The investor's anxiety tends to be elevated during the seasonal weakness period of September. However, today’s testimony by Fed Chairman Powell and Treasury Secretary Janet Yellen before Congress regarding the Covid-19 pandemic and the CARES Act spoked the marketplace. Powell’s remarks about inflation and Yellen’s warning to Congress about the need to raise the debt ceiling by October 18th causes many investors to be uneasy and consumers less confident.

The widely followed Conference Board’s Consumer Confidence index has also declined for the past three consecutive months ending in September as concerns of higher inflation, debt ceiling debacle, Covid-19 delta variant, and taper tantrum dampen optimism.

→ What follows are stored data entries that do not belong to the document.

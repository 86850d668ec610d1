//! Packing a row-major matrix into one or more ciphertexts.

use std::ops::Range;

use log::debug;
use rayon::prelude::*;

use crate::error::{MsrError, Result};
use crate::he::he::HeContext;
use crate::math::matrix::PlainMatrix;
use crate::math::utils::ceil_div;

///
/// Layout of a matrix across shards. Shard `s` holds rows `s * rows_per_shard ..` in row-major
/// order starting at slot 0, zero-padded up to the slot capacity. Only the last shard may hold
/// fewer than `rows_per_shard` rows, and no shard is entirely padding.
///
#[derive(Clone, Copy, Debug, PartialEq, Eq)]
pub struct Shape {
    pub rows: usize,
    pub cols: usize,
    pub shard_count: usize,
    pub rows_per_shard: usize,
    pub slot_capacity: usize,
}

impl Shape {
    pub fn new(rows: usize, cols: usize, slot_capacity: usize) -> Result<Self> {
        if rows == 0 || cols == 0 {
            return Err(MsrError::EmptyInput { rows, cols });
        }
        if slot_capacity == 0 {
            return Err(MsrError::InvalidParameter {
                param: "slot_capacity",
                constraint: "must be positive".to_string(),
            });
        }
        if cols > slot_capacity {
            return Err(MsrError::Capacity {
                len: cols,
                slot_capacity,
            });
        }

        // Start from the volume bound and add shards until whole rows fit. Terminates at
        // `rows` shards at the latest since one row fits.
        let mut shard_count = ceil_div(rows * cols, slot_capacity);
        while ceil_div(rows, shard_count) * cols > slot_capacity {
            shard_count += 1;
        }
        let rows_per_shard = ceil_div(rows, shard_count);
        let shard_count = ceil_div(rows, rows_per_shard);

        Ok(Shape {
            rows,
            cols,
            shard_count,
            rows_per_shard,
            slot_capacity,
        })
    }

    pub fn len(&self) -> usize {
        self.rows * self.cols
    }

    pub fn is_sharded(&self) -> bool {
        self.shard_count > 1
    }

    /// Matrix rows held by `shard`.
    pub fn shard_rows(&self, shard: usize) -> Range<usize> {
        let start = (shard * self.rows_per_shard).min(self.rows);
        let end = (start + self.rows_per_shard).min(self.rows);
        start..end
    }

    /// Number of real (non-padding) rows in `shard`.
    pub fn valid_rows(&self, shard: usize) -> usize {
        self.shard_rows(shard).len()
    }
}

/// One ciphertext per shard, in row order.
#[derive(Clone, Debug)]
pub struct ShardedCiphertext<Ct> {
    shards: Vec<Ct>,
}

impl<Ct: Send + Sync> ShardedCiphertext<Ct> {
    pub fn from_shards(shards: Vec<Ct>) -> Self {
        ShardedCiphertext { shards }
    }

    pub fn shards(&self) -> &[Ct] {
        &self.shards
    }

    pub fn into_shards(self) -> Vec<Ct> {
        self.shards
    }

    pub fn len(&self) -> usize {
        self.shards.len()
    }

    pub fn is_empty(&self) -> bool {
        self.shards.is_empty()
    }

    /// Applies `f(shard_index, shard)` to every shard, in parallel if requested.
    pub fn try_map_indexed<U, F>(&self, parallel: bool, f: F) -> Result<ShardedCiphertext<U>>
    where
        U: Send + Sync,
        F: Fn(usize, &Ct) -> Result<U> + Sync + Send,
    {
        Ok(ShardedCiphertext {
            shards: map_indexed(&self.shards, parallel, f)?,
        })
    }

    pub fn try_map<U, F>(&self, parallel: bool, f: F) -> Result<ShardedCiphertext<U>>
    where
        U: Send + Sync,
        F: Fn(&Ct) -> Result<U> + Sync + Send,
    {
        self.try_map_indexed(parallel, |_, ct| f(ct))
    }

    /// Combines matching shards of `self` and `other`.
    pub fn try_zip_map<U, F>(
        &self,
        other: &ShardedCiphertext<Ct>,
        parallel: bool,
        f: F,
    ) -> Result<ShardedCiphertext<U>>
    where
        U: Send + Sync,
        F: Fn(&Ct, &Ct) -> Result<U> + Sync + Send,
    {
        if self.len() != other.len() {
            return Err(MsrError::invariant(format!(
                "combining {} shards with {} shards",
                self.len(),
                other.len()
            )));
        }
        self.try_map_indexed(parallel, |i, ct| f(ct, &other.shards[i]))
    }
}

/// Maps `f` over `items` with their indices, collecting the first error.
pub(crate) fn map_indexed<T, U, F>(items: &[T], parallel: bool, f: F) -> Result<Vec<U>>
where
    T: Sync,
    U: Send,
    F: Fn(usize, &T) -> Result<U> + Sync + Send,
{
    if parallel {
        items
            .par_iter()
            .enumerate()
            .map(|(i, item)| f(i, item))
            .collect()
    } else {
        items
            .iter()
            .enumerate()
            .map(|(i, item)| f(i, item))
            .collect()
    }
}

///
/// Encrypts `matrix` into as few ciphertexts as possible, each using at most `slot_capacity`
/// slots. `slot_capacity` may be smaller than the context's to force sharding.
///
pub fn pack<C: HeContext>(
    ctx: &C,
    matrix: &PlainMatrix,
    slot_capacity: usize,
    parallel: bool,
) -> Result<(ShardedCiphertext<C::Ciphertext>, Shape)> {
    if slot_capacity > ctx.slot_capacity() {
        return Err(MsrError::InvalidParameter {
            param: "slot_capacity",
            constraint: format!(
                "at most the context's {} slots, got {slot_capacity}",
                ctx.slot_capacity()
            ),
        });
    }
    let shape = Shape::new(matrix.rows(), matrix.cols(), slot_capacity)?;
    debug!(
        "packing {}x{} into {} shard(s) of {} rows",
        shape.rows, shape.cols, shape.shard_count, shape.rows_per_shard
    );

    let shard_ids: Vec<usize> = (0..shape.shard_count).collect();
    let shards = map_indexed(&shard_ids, parallel, |_, &shard| {
        let rows = shape.shard_rows(shard);
        ctx.encrypt(matrix.row_block(rows.start, rows.end))
    })?;
    Ok((ShardedCiphertext::from_shards(shards), shape))
}
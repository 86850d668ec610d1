use std::time::{Duration, Instant};

use clap::Parser;
use itertools::Itertools;
use rand::{Rng, SeedableRng};
use rand_chacha::ChaCha20Rng;

use crate::error::Result;
use crate::he::he::HeContext;
use crate::he::noise_tracker::{NoiseTracker, NoiseTrackerParams};
use crate::math::matrix::PlainMatrix;
use crate::msr::engine::{EngineConfig, MsrEngine};
use crate::msr::msr::Stats;
use crate::msr::oracle;
use crate::msr::reduction::TotalSumStrategy;

/// Trials with a larger error against the plaintext reference are reported as failures.
pub const HARNESS_TOLERANCE: f64 = 1e-3;

pub struct RunResult {
    pub all_trial_times: Vec<Stats<Duration>>,
    /// Largest absolute error against the plaintext reference, per trial.
    pub max_errors: Vec<f64>,
    pub failures: usize,
}

///
/// Runs `trials` MSR computations on random `rows x cols` matrices with entries in `[0, 10)`,
/// checking each against the plaintext reference.
///
pub fn run_msr<C: HeContext, R: Rng>(
    ctx: &C,
    config: EngineConfig,
    rows: usize,
    cols: usize,
    trials: usize,
    rng: &mut R,
) -> Result<RunResult> {
    eprintln!("Running MSR...");
    eprintln!("========");
    ctx.print_summary();
    let engine = MsrEngine::with_config(ctx, config)?;
    let shape = engine.shape(rows, cols)?;
    eprintln!(
        "{rows}x{cols} matrix in {} shard(s) of {} rows ({} slots per shard)",
        shape.shard_count,
        shape.rows_per_shard,
        engine.slot_capacity()
    );
    eprintln!("Config: {:?}", engine.config());
    eprintln!("========");

    let mut all_trial_times = Vec::with_capacity(trials);
    let mut max_errors = Vec::with_capacity(trials);
    let mut failures = 0;

    for trial in 0..trials {
        eprintln!("Running trial {trial}");
        let matrix = PlainMatrix::rand_uniform(rng, rows, cols, 0_f64, 10_f64);
        let mut trial_times = Stats::new();

        let begin = Instant::now();
        let stats = engine.calculate_msr_timed(&matrix, Some(&mut trial_times))?;
        let end = Instant::now();
        trial_times.add("total", trial_times.total());

        eprintln!("Trial times:");
        for (stat, value) in trial_times.as_vec() {
            eprintln!("    {}: {:?}", stat, value);
        }
        eprintln!("Trial time (end-to-end): {:?}", end - begin);

        let expected = oracle::reference_statistics(&matrix)?;
        let error = stats.max_abs_diff(&expected).unwrap_or(f64::INFINITY);
        if !(error < HARNESS_TOLERANCE) {
            failures += 1;
            eprintln!("**** **** **** **** ERROR **** **** **** ****");
            eprintln!("error against the plaintext reference: {error:e}");
            eprintln!("computed global MSR = {}", stats.global_msr);
            eprintln!("actual global MSR = {}", expected.global_msr);
        } else {
            eprintln!("Max error: {error:e}");
        }
        all_trial_times.push(trial_times);
        max_errors.push(error);
        eprintln!("========");
    }

    Ok(RunResult {
        all_trial_times,
        max_errors,
        failures,
    })
}

/// Mean and standard deviation (in nanoseconds) of every stage across trials.
pub fn summarize(all_trial_times: &[Stats<Duration>]) -> Vec<(&'static str, u64, u64)> {
    let trial_times = all_trial_times.iter().map(|tt| tt.as_vec()).collect_vec();
    let Some(first) = trial_times.first() else {
        return Vec::new();
    };
    let stat_names = first.iter().map(|x| x.0).collect_vec();

    stat_names
        .iter()
        .copied()
        .enumerate()
        .map(|(stat_i, stat_name)| {
            let mut sum = 0_f64;
            let mut sum_sq = 0_f64;
            for tt in trial_times.iter() {
                let value = tt[stat_i].1.as_nanos() as f64;
                sum += value;
                sum_sq += value.powi(2);
            }
            let mean = sum / trial_times.len() as f64;
            let variance = sum_sq / trial_times.len() as f64 - mean.powi(2);
            let stddev = variance.max(0_f64).sqrt();
            (stat_name, mean.round() as u64, stddev.round() as u64)
        })
        .collect()
}

#[macro_export]
macro_rules! generate_main {
    ($params: expr) => {
        fn main() {
            $crate::msr::harness::harness_main(&$params);
        }
    };
}

#[derive(Parser, Debug)]
struct Args {
    /// Matrix rows.
    rows: usize,
    /// Matrix columns.
    cols: usize,
    trials: usize,
    /// Slots per shard; lower than the ring's slot count to force sharding.
    #[arg(long)]
    slot_capacity: Option<usize>,
    /// Compute full sums by row and column sums instead of the cumulative add.
    #[arg(long)]
    composed: bool,
    /// Process shards one at a time.
    #[arg(long)]
    sequential: bool,
    /// Seed for the matrices and the encryption noise.
    #[arg(long)]
    seed: Option<u64>,
}

pub fn harness_main(params: &NoiseTrackerParams) {
    env_logger::init();
    let args = Args::parse();
    if let Err(e) = harness(params, &args) {
        eprintln!("error: {e}");
        std::process::exit(1);
    }
}

fn harness(params: &NoiseTrackerParams, args: &Args) -> Result<()> {
    let seed = match args.seed {
        Some(seed) => seed,
        None => ChaCha20Rng::from_entropy().gen(),
    };
    eprintln!("Seed: {seed}");
    let ctx = NoiseTracker::with_seed(params, seed)?;
    let mut rng = ChaCha20Rng::seed_from_u64(seed);
    let config = EngineConfig {
        slot_capacity: args.slot_capacity,
        total_sum: if args.composed {
            TotalSumStrategy::Composed
        } else {
            TotalSumStrategy::Native
        },
        parallel: !args.sequential,
    };

    let run_result = run_msr(&ctx, config, args.rows, args.cols, args.trials, &mut rng)?;

    let summary = summarize(&run_result.all_trial_times);
    eprintln!("Summary times:");
    for (stat_name, mean, stddev) in summary.iter().copied() {
        eprintln!(
            "    {}: {:?} mean, {:?} stddev ({:.3}%)",
            stat_name,
            Duration::from_nanos(mean),
            Duration::from_nanos(stddev),
            100_f64 * stddev as f64 / mean.max(1) as f64,
        );
    }
    let worst = run_result.max_errors.iter().copied().fold(0_f64, f64::max);
    eprintln!(
        "Max error over {} trial(s): {worst:e} ({} failure(s))",
        run_result.max_errors.len(),
        run_result.failures
    );

    eprintln!("mean, stddev in CSV format (times in nanoseconds):");
    eprintln!("{}", summary.iter().map(|x| x.0).join(", "));
    eprintln!("{}", summary.iter().map(|x| x.1.to_string()).join(", "));
    eprintln!("{}", summary.iter().map(|x| x.2.to_string()).join(", "));
    Ok(())
}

Investors have been avoiding US government bonds since last week’s FOMC meeting. The 10-year Treasury yield (TNX – 1.534%) rose 0.05 or 3.37% today. TNX has rallied for six consecutive days and challenging the high levels from June and key resistance. The question is – can TNX trend higher?

It appears the stock market has been driven by the market action of the bond market. Rising yields the past week have hurt most stocks but specifically many of the technology and growth-related shares. TNX is nearing pivotal resistance at 1.53-1.596% (9/23/21 breakout target, 61.8% retracement from Mar-Jul 2021 decline, Mar 2021 downtrend, and 6/16/21 highs). If yields continue with its rally higher, then this will result in further underperformance by growth stocks. On the other hand, a stabilization in yields will allow for a stock market recovery and the return to growth-related stocks. We recommend investors and traders monitor interest rates to gauge the extent of the current correction. But also, to determine the relative outperformance in major stock market indexes, investments styles, and sectors.

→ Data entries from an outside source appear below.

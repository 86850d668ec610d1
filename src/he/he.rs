//! The encryption context interface the statistics engine is written against.

use crate::error::{MsrError, Result};
use crate::math::utils::left_rotation;

/// Scales closer than this (in bits) are considered equal when adding ciphertexts.
pub const SCALE_TOLERANCE_BITS: f64 = 1e-6;

///
/// An approximate-arithmetic (CKKS-style) homomorphic encryption context. Ciphertexts hold
/// `slot_capacity()` real slots. The context is shared read-only between concurrent
/// computations, so every operation takes `&self` and returns a new ciphertext.
///
/// Levels count the rescales (or level drops) a ciphertext still has room for: fresh
/// ciphertexts sit at `max_level()`, and each `rescale` or `mod_switch` lowers the level by one.
///
pub trait HeContext: Sync {
    type Ciphertext: Clone + Send + Sync;

    fn print_summary(&self);

    /// Number of real slots in one ciphertext.
    fn slot_capacity(&self) -> usize;
    /// Level of freshly encrypted ciphertexts.
    fn max_level(&self) -> usize;
    /// Scale, in bits, of fresh ciphertexts and of encoded plaintexts.
    fn base_scale_bits(&self) -> f64;

    /// Encrypts `values` into the first slots; remaining slots are zero.
    fn encrypt(&self, values: &[f64]) -> Result<Self::Ciphertext>;
    /// Decrypts all `slot_capacity()` slots.
    fn decrypt(&self, ct: &Self::Ciphertext) -> Result<Vec<f64>>;

    /// Slot-wise sum. Both operands must share level and scale.
    fn add(&self, lhs: &Self::Ciphertext, rhs: &Self::Ciphertext) -> Result<Self::Ciphertext>;
    /// Slot-wise difference. Both operands must share level and scale.
    fn sub(&self, lhs: &Self::Ciphertext, rhs: &Self::Ciphertext) -> Result<Self::Ciphertext>;
    /// Slot-wise product with a plaintext vector (zero-padded). The scale grows by the encoding
    /// scale, so a rescale is due afterwards.
    fn mul_plain(&self, ct: &Self::Ciphertext, plain: &[f64]) -> Result<Self::Ciphertext>;
    /// Slot-wise product of two ciphertexts at the same level (relinearized).
    fn mul(&self, lhs: &Self::Ciphertext, rhs: &Self::Ciphertext) -> Result<Self::Ciphertext>;
    /// Cyclic rotation: slot `i` of the result holds slot `i + by` of `ct`. Requires
    /// `|by| < slot_capacity()`.
    fn rotate(&self, ct: &Self::Ciphertext, by: i64) -> Result<Self::Ciphertext>;
    /// Divides the scale by one prime and drops one level.
    fn rescale(&self, ct: &Self::Ciphertext) -> Result<Self::Ciphertext>;
    /// Drops one level without touching the scale.
    fn mod_switch(&self, ct: &Self::Ciphertext) -> Result<Self::Ciphertext>;

    fn level(&self, ct: &Self::Ciphertext) -> usize;
    fn scale_bits(&self, ct: &Self::Ciphertext) -> f64;

    /// Native sum of all slots, replicated into every slot. `None` when the scheme has no
    /// such operation.
    fn cumulative_add(&self, _ct: &Self::Ciphertext) -> Option<Result<Self::Ciphertext>> {
        None
    }

    /// Estimated noise standard deviation in slot units, if the context tracks it.
    fn noise_estimate(&self, _ct: &Self::Ciphertext) -> Option<f64> {
        None
    }
}

///
/// Level and scale bookkeeping shared by the contexts in this crate. Follows the usual CKKS
/// discipline: additions need matching level and scale, multiplications add scales, rescales
/// subtract one prime's worth of bits and consume a level.
///
#[derive(Clone, Copy, Debug, PartialEq)]
pub struct LevelScale {
    pub level: usize,
    pub scale_bits: f64,
}

impl LevelScale {
    pub fn fresh(level: usize, scale_bits: f64) -> Self {
        LevelScale { level, scale_bits }
    }

    pub fn after_add(&self, other: &LevelScale) -> Result<Self> {
        if self.level != other.level {
            return Err(MsrError::invariant(format!(
                "adding ciphertexts at levels {} and {}",
                self.level, other.level
            )));
        }
        if (self.scale_bits - other.scale_bits).abs() > SCALE_TOLERANCE_BITS {
            return Err(MsrError::invariant(format!(
                "adding ciphertexts at scales 2^{} and 2^{}",
                self.scale_bits, other.scale_bits
            )));
        }
        Ok(*self)
    }

    pub fn after_mul_plain(&self, plain_scale_bits: f64) -> Self {
        LevelScale {
            level: self.level,
            scale_bits: self.scale_bits + plain_scale_bits,
        }
    }

    pub fn after_mul(&self, other: &LevelScale) -> Result<Self> {
        if self.level != other.level {
            return Err(MsrError::invariant(format!(
                "multiplying ciphertexts at levels {} and {}",
                self.level, other.level
            )));
        }
        Ok(LevelScale {
            level: self.level,
            scale_bits: self.scale_bits + other.scale_bits,
        })
    }

    pub fn after_rescale(&self, prime_bits: f64) -> Result<Self> {
        if self.level == 0 {
            return Err(MsrError::LevelExhausted {
                operation: "rescale",
                level: self.level,
            });
        }
        Ok(LevelScale {
            level: self.level - 1,
            scale_bits: self.scale_bits - prime_bits,
        })
    }

    pub fn after_mod_switch(&self) -> Result<Self> {
        if self.level == 0 {
            return Err(MsrError::LevelExhausted {
                operation: "mod switch",
                level: self.level,
            });
        }
        Ok(LevelScale {
            level: self.level - 1,
            scale_bits: self.scale_bits,
        })
    }
}

/// Left-rotates `values` by `by` positions, validating the distance first.
pub fn rotate_slots(values: &[f64], by: i64) -> Result<Vec<f64>> {
    let shift = left_rotation(by, values.len())?;
    let mut out = Vec::with_capacity(values.len());
    out.extend_from_slice(&values[shift..]);
    out.extend_from_slice(&values[..shift]);
    Ok(out)
}

/// Zero-pads `values` to `slot_capacity` slots.
pub fn pad_slots(values: &[f64], slot_capacity: usize) -> Result<Vec<f64>> {
    if values.len() > slot_capacity {
        return Err(MsrError::Capacity {
            len: values.len(),
            slot_capacity,
        });
    }
    let mut out = Vec::with_capacity(slot_capacity);
    out.extend_from_slice(values);
    out.resize(slot_capacity, 0_f64);
    Ok(out)
}

#[cfg(test)]
mod test {
    use super::*;

    #[test]
    fn test_rotate_slots() {
        let v = [0_f64, 1_f64, 2_f64, 3_f64];
        assert_eq!(
            rotate_slots(&v, 1).unwrap(),
            vec![1_f64, 2_f64, 3_f64, 0_f64]
        );
        assert_eq!(
            rotate_slots(&v, -1).unwrap(),
            vec![3_f64, 0_f64, 1_f64, 2_f64]
        );
        assert_eq!(rotate_slots(&v, 0).unwrap(), v.to_vec());
        assert!(matches!(
            rotate_slots(&v, 4),
            Err(MsrError::TypeOrRange { .. })
        ));
    }

    #[test]
    fn test_pad_slots() {
        assert_eq!(pad_slots(&[1_f64], 3).unwrap(), vec![1_f64, 0_f64, 0_f64]);
        assert!(matches!(
            pad_slots(&[1_f64; 4], 3),
            Err(MsrError::Capacity { .. })
        ));
    }

    #[test]
    fn test_level_scale_discipline() {
        let fresh = LevelScale::fresh(2, 30_f64);
        let prod = fresh.after_mul_plain(30_f64);
        assert_eq!(prod.scale_bits, 60_f64);
        assert!(fresh.after_add(&prod).is_err());

        let rescaled = prod.after_rescale(30_f64).unwrap();
        assert_eq!(rescaled, LevelScale::fresh(1, 30_f64));
        assert!(fresh.after_add(&rescaled).is_err());

        let switched = fresh.after_mod_switch().unwrap();
        assert!(switched.after_add(&rescaled).is_ok());

        let bottom = LevelScale::fresh(0, 60_f64);
        assert!(matches!(
            bottom.after_rescale(30_f64),
            Err(MsrError::LevelExhausted { .. })
        ));
        assert!(matches!(
            bottom.after_mod_switch(),
            Err(MsrError::LevelExhausted { .. })
        ));
    }
}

Most US indexes have sold off as rising bond yields took their toll on stocks. SPX gapped down sharply today and is nearing its 9/20/21 reaction low of 4,305.91. Violation confirms a lower-low and warns of a deeper correction to 4,233.13 (7/19/21 low) and below this to 4,128 (200-day ma). The gap-down today at 4,419.5-4,436 is initial resistance, above this to 4,465.5-4,480 (8/16 and 9/23 highs or the left and right shoulders), and 4,545.85 (9/2/21 all-time high). The blue-chip Dow Jones Industrial failed to clear above the right shoulders at 34,990-35,061(50-day ma, 9/14, and 9/17 highs or the right shoulders). Watch for another pullback toward neckline support at 33,300-33,700 (200-day ma Jun/Jul/Sep 2021 lows).

NASDAQ led today’s broad market decline as rising bond yields pressure technology and growth-related stocks. Technology stocks were the day’s worst-performing S&P sector. XLK fell 2.96% by the end of the day. Semiconductor Index (SOX) gapped down and fell 3.90%. Biotechnology Index (BTK) collapsed below its 50-day and 200-day ma, losing 2.56% for the day.

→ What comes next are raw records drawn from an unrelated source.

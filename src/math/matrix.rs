//! Dense real matrices and row/column selections over them.

use bitvec::prelude::*;
use rand::Rng;
use std::ops::Index;

use crate::error::{MsrError, Result};

/// Representation of a real matrix as a flattened row-major order vector.
#[derive(Clone, Debug, PartialEq)]
pub struct PlainMatrix {
    rows: usize,
    cols: usize,
    data: Vec<f64>,
}

impl PlainMatrix {
    /// Constructs the `rows x cols` zero matrix.
    pub fn zero(rows: usize, cols: usize) -> Self {
        PlainMatrix {
            rows,
            cols,
            data: vec![0_f64; rows * cols],
        }
    }

    /// Wraps a row-major vector of length `rows * cols`.
    pub fn from_flat(rows: usize, cols: usize, data: Vec<f64>) -> Result<Self> {
        if data.len() != rows * cols {
            return Err(MsrError::ShapeMismatch {
                expected: format!("{} values for {rows}x{cols}", rows * cols),
                actual: format!("{} values", data.len()),
            });
        }
        Ok(PlainMatrix { rows, cols, data })
    }

    /// Builds a matrix from nested rows. Ragged input is rejected.
    pub fn from_rows<R: AsRef<[f64]>>(rows: &[R]) -> Result<Self> {
        let cols = rows.first().map_or(0, |r| r.as_ref().len());
        let mut data = Vec::with_capacity(rows.len() * cols);
        for (i, row) in rows.iter().enumerate() {
            let row = row.as_ref();
            if row.len() != cols {
                return Err(MsrError::ShapeMismatch {
                    expected: format!("{cols} columns"),
                    actual: format!("{} columns in row {i}", row.len()),
                });
            }
            data.extend_from_slice(row);
        }
        Ok(PlainMatrix {
            rows: rows.len(),
            cols,
            data,
        })
    }

    /// Fills a matrix by evaluating `f(row, col)`.
    pub fn from_fn<F: FnMut(usize, usize) -> f64>(rows: usize, cols: usize, mut f: F) -> Self {
        let mut data = Vec::with_capacity(rows * cols);
        for r in 0..rows {
            for c in 0..cols {
                data.push(f(r, c));
            }
        }
        PlainMatrix { rows, cols, data }
    }

    /// Samples every entry uniformly from `[low, high)`.
    pub fn rand_uniform<T: Rng>(
        rng: &mut T,
        rows: usize,
        cols: usize,
        low: f64,
        high: f64,
    ) -> Self {
        Self::from_fn(rows, cols, |_, _| rng.gen_range(low..high))
    }

    pub fn rows(&self) -> usize {
        self.rows
    }

    pub fn cols(&self) -> usize {
        self.cols
    }

    pub fn is_empty(&self) -> bool {
        self.rows == 0 || self.cols == 0
    }

    /// The row-major flattening.
    pub fn as_slice(&self) -> &[f64] {
        &self.data
    }

    pub fn row(&self, r: usize) -> &[f64] {
        &self.data[r * self.cols..(r + 1) * self.cols]
    }

    /// Row-major values of rows `start..end`, clamped to the matrix.
    pub fn row_block(&self, start: usize, end: usize) -> &[f64] {
        let start = start.min(self.rows);
        let end = end.min(self.rows).max(start);
        &self.data[start * self.cols..end * self.cols]
    }

    /// Extracts the submatrix of selected rows and columns, keeping their order.
    pub fn select(&self, selection: &Selection) -> Result<Self> {
        if selection.rows.len() != self.rows || selection.cols.len() != self.cols {
            return Err(MsrError::ShapeMismatch {
                expected: format!("selection over {}x{}", self.rows, self.cols),
                actual: format!(
                    "selection over {}x{}",
                    selection.rows.len(),
                    selection.cols.len()
                ),
            });
        }
        let cols = selection.col_indices();
        let mut data = Vec::with_capacity(selection.num_rows() * selection.num_cols());
        for r in selection.row_indices() {
            let row = self.row(r);
            data.extend(cols.iter().map(|&c| row[c]));
        }
        Ok(PlainMatrix {
            rows: selection.num_rows(),
            cols: selection.num_cols(),
            data,
        })
    }
}

/// Indexing

impl Index<(usize, usize)> for PlainMatrix {
    type Output = f64;

    /// Returns the `(row, col)` element of the matrix.
    fn index(&self, index: (usize, usize)) -> &Self::Output {
        debug_assert!(index.0 < self.rows, "index out of bounds");
        debug_assert!(index.1 < self.cols, "index out of bounds");
        &self.data[index.0 * self.cols + index.1]
    }
}

///
/// The rows and columns of a data matrix currently belonging to a bicluster.
///
#[derive(Clone, Debug, PartialEq, Eq)]
pub struct Selection {
    pub rows: BitVec,
    pub cols: BitVec,
}

impl Selection {
    /// Selects every row and column of a `rows x cols` matrix.
    pub fn all(rows: usize, cols: usize) -> Self {
        Selection {
            rows: bitvec![1; rows],
            cols: bitvec![1; cols],
        }
    }

    pub fn from_masks(rows: &[bool], cols: &[bool]) -> Self {
        Selection {
            rows: rows.iter().copied().collect(),
            cols: cols.iter().copied().collect(),
        }
    }

    pub fn num_rows(&self) -> usize {
        self.rows.count_ones()
    }

    pub fn num_cols(&self) -> usize {
        self.cols.count_ones()
    }

    pub fn row_indices(&self) -> Vec<usize> {
        self.rows.iter_ones().collect()
    }

    pub fn col_indices(&self) -> Vec<usize> {
        self.cols.iter_ones().collect()
    }
}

The mega-cap tech-heavy Nasdaq 100 Index (NDX – down 2.86%) also gapped down today, undercutting last week’s trading low. The decline also convincingly breached the 50-day ma (15,214.27). The breakdown is worrisome as NDX is the first of the key US indexes to generate a lower-low pattern. NDX is now challenging the pivotal neckline support coinciding with the Aug/Sep reaction lows at 14,773-14,821. The height of the head/shoulders top is 928.21 points. A breakdown warns of a deeper correction to 13,845-13,928 (h/s top breakdown target and 200-day ma). Key initial resistance is 15,049.5-15,106.5 (9/28/21 gap-down), and above this to 15,184.5-15,214 (7/26 and 8/5 highs or left shoulders and 50-day ma), and 15,356.92 (9/23 high or right shoulder), and 15,701.40 (9/7/21 all-time high).